Facilitating the Fulfilment of State Obligations Towards Women's Equality: Baseline Report on Violence Against Women in Bangladesh
Publication Date: Jan 2002
Since the adoption of the Beijing Platform for Action (BPfA) in 1995, the government of Bangladesh has identified violence against women as a priority issue. Despite this, all state records show an increased incidence of violence - although this may due to improvements in the recording of violence. This report presents a study carried out by Naripokkho and Bangladesh Mahila Parishad (women's rights organisations) to review the frequency, causes and consequences of violence against women in Bangladesh. The study focuses on six forms of violence: family violence, acid assaults, rape and sexual violence, custodial violence (violence that is directed towards anybody placed under state custody, for example in a police station), murder and suicide, and community violence (when community members collectively perpetrate violence on individuals of the same community). Trends in incidences of violence against women are analysed, such as significant increases in cases of rape and murder. Causes of violence are shown to include unfulfilled dowry demands, poor security - for example to and from work - as well as women's limited access to independent income which can leave them little choice but to remain in violent relationships.
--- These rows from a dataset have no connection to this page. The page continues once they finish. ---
//! A small molecular dynamics engine: bonded and nonbonded force fields,
//! SHAKE/RATTLE constraints, Verlet and Langevin integration, energy
//! minimization, DCD trajectories and trajectory analysis.

pub mod analysis;
pub mod config;
pub mod constraints;
pub mod error;
pub mod forcefield;
pub mod integrator;
pub mod minimizer;
pub mod reporter;
pub mod simulation;
pub mod state;
pub mod topology;
pub mod trajectory;
pub mod units;

pub use analysis::{Histogram, Observable, TrajectoryAnalyzer};
pub use config::{EquilibrationConfig, ProductionConfig, SimulationConfig};
pub use constraints::ConstraintSolver;
pub use error::{MdError, Result};
pub use forcefield::{EnergyTerms, ForceEvaluation, ForceField, ForceProvider};
pub use integrator::{Integrator, LangevinIntegrator, VelocityVerlet};
pub use minimizer::{EnergyMinimizer, MinimizationReport, MinimizerAlgorithm, MinimizerSettings, Termination};
pub use reporter::{Frame, Reporter, ReporterSet, StatisticsLayout, StatisticsReporter};
pub use simulation::{
    run_protocol, run_protocol_with_cancel, CancelToken, Phase, PhaseSummary, ProtocolSummary, RunError, Simulation,
    Stage,
};
pub use state::State;
pub use topology::{NonbondedMethod, NonbondedSettings, System, SystemBuilder, Topology};
pub use trajectory::{CoordinateReporter, DcdHeader, DcdWriter, RecordedFrame, TrajectoryReader};
pub use units::{Femtoseconds, InversePicoseconds, Kelvin};
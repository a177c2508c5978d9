use crate::topology::{NonbondedMethod, PairParameters, System};
use crate::units::COULOMB;
use nalgebra::Vector3;
use rayon::prelude::*;

/// Below this many pairs the serial loop wins over rayon's scheduling.
const PARALLEL_PAIR_THRESHOLD: usize = 2048;

pub(super) struct NonbondedEvaluation {
    pub lennard_jones: f64,
    pub coulomb: f64,
    pub forces: Vec<Vector3<f64>>,
}

impl NonbondedEvaluation {
    fn zeros(n: usize) -> Self {
        NonbondedEvaluation {
            lennard_jones: 0.0,
            coulomb: 0.0,
            forces: vec![Vector3::zeros(); n],
        }
    }

    fn merge(mut self, other: Self) -> Self {
        self.lennard_jones += other.lennard_jones;
        self.coulomb += other.coulomb;
        for (f, g) in self.forces.iter_mut().zip(&other.forces) {
            *f += g;
        }
        self
    }

    fn accumulate(&mut self, pair: &PairParameters, positions: &[Vector3<f64>], cutoff2: f64) {
        let d = positions[pair.i] - positions[pair.j];
        let r2 = d.norm_squared();
        if r2 > cutoff2 {
            return;
        }

        let inv_r2 = 1.0 / r2;
        let sr2 = pair.sigma * pair.sigma * inv_r2;
        let sr6 = sr2 * sr2 * sr2;
        let sr12 = sr6 * sr6;
        let lj = 4.0 * pair.epsilon * (sr12 - sr6);
        let lj_virial = 24.0 * pair.epsilon * (2.0 * sr12 - sr6);

        let inv_r = inv_r2.sqrt();
        let coulomb = COULOMB * pair.charge_product * inv_r;

        // (−dU/dr)/r for both terms
        let f = d * ((lj_virial + coulomb) * inv_r2);
        self.forces[pair.i] += f;
        self.forces[pair.j] -= f;
        self.lennard_jones += lj;
        self.coulomb += coulomb;
    }
}

pub(super) fn evaluate(system: &System, positions: &[Vector3<f64>]) -> NonbondedEvaluation {
    let n = system.n_atoms();
    let cutoff2 = match system.nonbonded().method {
        NonbondedMethod::NoCutoff => f64::INFINITY,
        NonbondedMethod::CutoffNonPeriodic { cutoff } => cutoff * cutoff,
    };
    let pairs = system.pairs();

    if pairs.len() < PARALLEL_PAIR_THRESHOLD {
        let mut acc = NonbondedEvaluation::zeros(n);
        for pair in pairs {
            acc.accumulate(pair, positions, cutoff2);
        }
        return acc;
    }

    pairs
        .par_iter()
        .fold(
            || NonbondedEvaluation::zeros(n),
            |mut acc, pair| {
                acc.accumulate(pair, positions, cutoff2);
                acc
            },
        )
        .reduce(|| NonbondedEvaluation::zeros(n), NonbondedEvaluation::merge)
}
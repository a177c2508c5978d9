//! Output formatting and logging utilities

use color_eyre::eyre::{Result, WrapErr};
use md_engine::Topology;
use nalgebra::Vector3;
use std::fmt;
use std::fs::File;
use std::io::Write;
use std::time::Instant;
use tracing::info;
use tracing_subscriber::{
    fmt::format::Writer, fmt::layer, fmt::time::FormatTime, layer::SubscriberExt, util::SubscriberInitExt, Registry,
};

/// Wall time since the job started, as HH:MM:SS
struct RunClock {
    start: Instant,
}

impl FormatTime for RunClock {
    fn format_time(&self, w: &mut Writer<'_>) -> fmt::Result {
        let total_seconds = self.start.elapsed().as_secs();
        let hours = total_seconds / 3600;
        let minutes = (total_seconds / 60) % 60;
        let seconds = total_seconds % 60;

        write!(w, "{:02}:{:02}:{:02}", hours, minutes, seconds)
    }
}

/// Send the log to a file, or to stderr so it does not mix with the
/// statistics table on stdout
pub fn setup_output(output_path: Option<&String>) -> Result<()> {
    let timer = RunClock { start: Instant::now() };
    match output_path {
        Some(path) => {
            let log = File::create(path).wrap_err_with(|| format!("Could not create log file: {}", path))?;
            let file_layer = layer().with_writer(log).with_timer(timer).with_ansi(false);
            Registry::default().with(file_layer).init();
            info!("Log will be written to: {}", path);
        }
        None => {
            let stderr_layer = layer().with_writer(std::io::stderr).with_timer(timer).with_ansi(true);
            Registry::default().with(stderr_layer).init();
            info!("Log will be printed to stderr");
        }
    }
    Ok(())
}

/// Write the final coordinates as an XYZ block (ångström)
pub fn write_final_positions<W: Write>(
    writer: &mut W,
    topology: &Topology,
    positions: &[Vector3<f64>],
    energy: f64,
) -> Result<()> {
    writeln!(writer, "{}", positions.len())?;
    writeln!(writer, "Final potential energy: {:.6} kJ/mol", energy)?;
    for (atom, p) in topology.atoms().iter().zip(positions) {
        let p = p * md_engine::units::NM_TO_ANGSTROM;
        writeln!(writer, "{:<2} {:>12.6} {:>12.6} {:>12.6}", atom.symbol, p.x, p.y, p.z)?;
    }
    Ok(())
}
There are also underlying causes, including practices such as child marriage, and religious conservatism. The report reviews state interventions to combat violence against women and compares these to those specified by the Convention on the Elimination of All Forms of Discrimination Against Women (CEDAW). Lastly it assesses the effectiveness of these state interventions and identifies areas for action, including the need for women police to be present to record complaints made by women, and for health care workers to receive training on violence against women.